▶ INSTRUCTIONS FOR THE TASK
Please give back only the lines below from the one containing "self.entries.iter_mut()" to the one containing "for entry in", each repeated word for word, both ends included.

[[ SUPPLIED RECORDS, beginning ]]

//! Registry of highlightable objects and the "currently rendering" marker.

use std::num::NonZeroU32;
use std::sync::atomic::{AtomicU32, Ordering};
use std::sync::Arc;

use bevy::prelude::Resource;

/// Something that can be drawn into the isolated highlight buffer.
pub trait Highlightable {
    /// Prepare for the highlight pass of the driver currently marked in `active`.
    ///
    /// Returns whether the object will actually be drawn this frame.
    fn enter_highlight_state(&mut self, active: &ActiveDriver) -> bool;

    /// Return to normal drawing once the highlight pass is over.
    fn exit_highlight_state(&mut self);
}

/// Ordered set of registered highlightables.
///
/// Entries are compared by identity (`PartialEq`) and kept in registration order.
#[derive(Resource, Debug, Clone)]
pub struct HighlightRegistry<H> {
    entries: Vec<H>,
}

impl<H> Default for HighlightRegistry<H> {
    fn default() -> Self {
        Self {
            entries: Vec::new(),
        }
    }
}

impl<H: PartialEq> HighlightRegistry<H> {
    pub fn new() -> Self {
        Self::default()
    }

    /// Append `entry`. Registering something that is already present does nothing.
    pub fn register(&mut self, entry: H) {
        if !self.contains(&entry) {
            self.entries.push(entry);
        }
    }

    /// Remove `entry`, returning whether it was present.
    pub fn unregister(&mut self, entry: &H) -> bool {
        match self.entries.iter().position(|e| e == entry) {
            Some(index) => {
                self.entries.remove(index);
                true
            }
            None => false,
        }
    }

    pub fn contains(&self, entry: &H) -> bool {
        self.entries.iter().any(|e| e == entry)
    }
}

impl<H> HighlightRegistry<H> {
    pub fn iter(&self) -> impl Iterator<Item = &H> {
        self.entries.iter()
    }

    pub fn iter_mut(&mut self) -> impl Iterator<Item = &mut H> {
        self.entries.iter_mut()
    }

    pub fn len(&self) -> usize {
        self.entries.len()
    }

    pub fn is_empty(&self) -> bool {
        self.entries.is_empty()
    }

    pub fn clear(&mut self) {
        self.entries.clear();
    }
}

impl<H: PartialEq> FromIterator<H> for HighlightRegistry<H> {
    fn from_iter<I: IntoIterator<Item = H>>(iter: I) -> Self {
        let mut registry = Self::new();
        for entry in iter {
            registry.register(entry);
        }
        registry
    }
}

/// Identifier of one highlighting driver.
#[derive(Clone, Copy, Debug, PartialEq, Eq, Hash)]
pub struct DriverId(NonZeroU32);

impl DriverId {
    pub fn get(self) -> u32 {
        self.0.get()
    }
}

/// Shared marker naming the driver that is drawing highlights right now.
///
/// Clones share the same cell. Drivers that should coordinate are handed clones of one
/// marker when they are built.
#[derive(Clone, Debug, Default)]
pub struct ActiveDriver {
    current: Arc<AtomicU32>,
    next_id: Arc<AtomicU32>,
}

impl ActiveDriver {
    pub fn new() -> Self {
        Self::default()
    }

    /// Hand out a fresh driver id, unique among clones of this marker.
    pub fn allocate(&self) -> DriverId {
        let id = self.next_id.fetch_add(1, Ordering::Relaxed) + 1;
        DriverId(NonZeroU32::new(id).unwrap_or(NonZeroU32::MIN))
    }

    pub fn current(&self) -> Option<DriverId> {
        NonZeroU32::new(self.current.load(Ordering::Acquire)).map(DriverId)
    }

    /// Mark `id` as rendering, returning the driver it displaced, if any.
    pub(crate) fn claim(&self, id: DriverId) -> Option<DriverId> {
        NonZeroU32::new(self.current.swap(id.get(), Ordering::AcqRel)).map(DriverId)
    }

    pub(crate) fn release(&self, id: DriverId) {
        let _ = self
            .current
            .compare_exchange(id.get(), 0, Ordering::AcqRel, Ordering::Acquire);
    }
}

#[cfg(test)]
mod tests {
    use super::*;

    #[test]
    fn keeps_registration_order() {
        let mut registry = HighlightRegistry::new();
        registry.register(3);
        registry.register(1);
        registry.register(2);
        assert_eq!(registry.iter().copied().collect::<Vec<_>>(), vec![3, 1, 2]);
    }

    #[test]
    fn register_twice_keeps_one_entry() {
        let mut registry = HighlightRegistry::new();
        registry.register("a");
        registry.register("a");
        assert_eq!(registry.len(), 1);
    }

    #[test]
    fn unregister_absent_is_a_no_op() {
        let mut registry = HighlightRegistry::new();
        registry.register(1);
        assert!(!registry.unregister(&7));
        assert_eq!(registry.len(), 1);

        assert!(registry.unregister(&1));
        assert!(!registry.unregister(&1));
        assert!(registry.is_empty());
    }

    #[test]
    fn replay_matches_live_set() {
        // (id, register?) pairs
        let ops = [
            (1, true),
            (2, true),
            (3, true),
            (2, false),
            (4, true),
            (2, true),
            (9, false),
            (1, false),
            (3, false),
            (3, true),
        ];

        let mut registry = HighlightRegistry::new();
        let mut expected: Vec<i32> = Vec::new();
        for (id, register) in ops {
            if register {
                registry.register(id);
                if !expected.contains(&id) {
                    expected.push(id);
                }
            } else {
                registry.unregister(&id);
                expected.retain(|e| *e != id);
            }
        }

        assert_eq!(registry.iter().copied().collect::<Vec<_>>(), expected);
        assert_eq!(expected, vec![4, 2, 3]);
    }

    #[test]
    fn active_marker_is_shared_between_clones() {
        let marker = ActiveDriver::new();
        let other = marker.clone();
        let a = marker.allocate();
        let b = other.allocate();
        assert_ne!(a, b);

        assert_eq!(marker.claim(a), None);
        assert_eq!(other.current(), Some(a));
        assert_ne!(other.current(), Some(b));

        // Releasing with the wrong id leaves the marker alone.
        other.release(b);
        assert_eq!(marker.current(), Some(a));

        marker.release(a);
        assert_eq!(other.current(), None);
    }
}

[[ SUPPLIED RECORDS, end ]]

▶ THE COMPLETED TASK
        self.entries.iter_mut()
    }

    pub fn len(&self) -> usize {
        self.entries.len()
    }

    pub fn is_empty(&self) -> bool {
        self.entries.is_empty()
    }

    pub fn clear(&mut self) {
        self.entries.clear();
    }
}

impl<H: PartialEq> FromIterator<H> for HighlightRegistry<H> {
    fn from_iter<I: IntoIterator<Item = H>>(iter: I) -> Self {
        let mut registry = Self::new();
        for entry in iter {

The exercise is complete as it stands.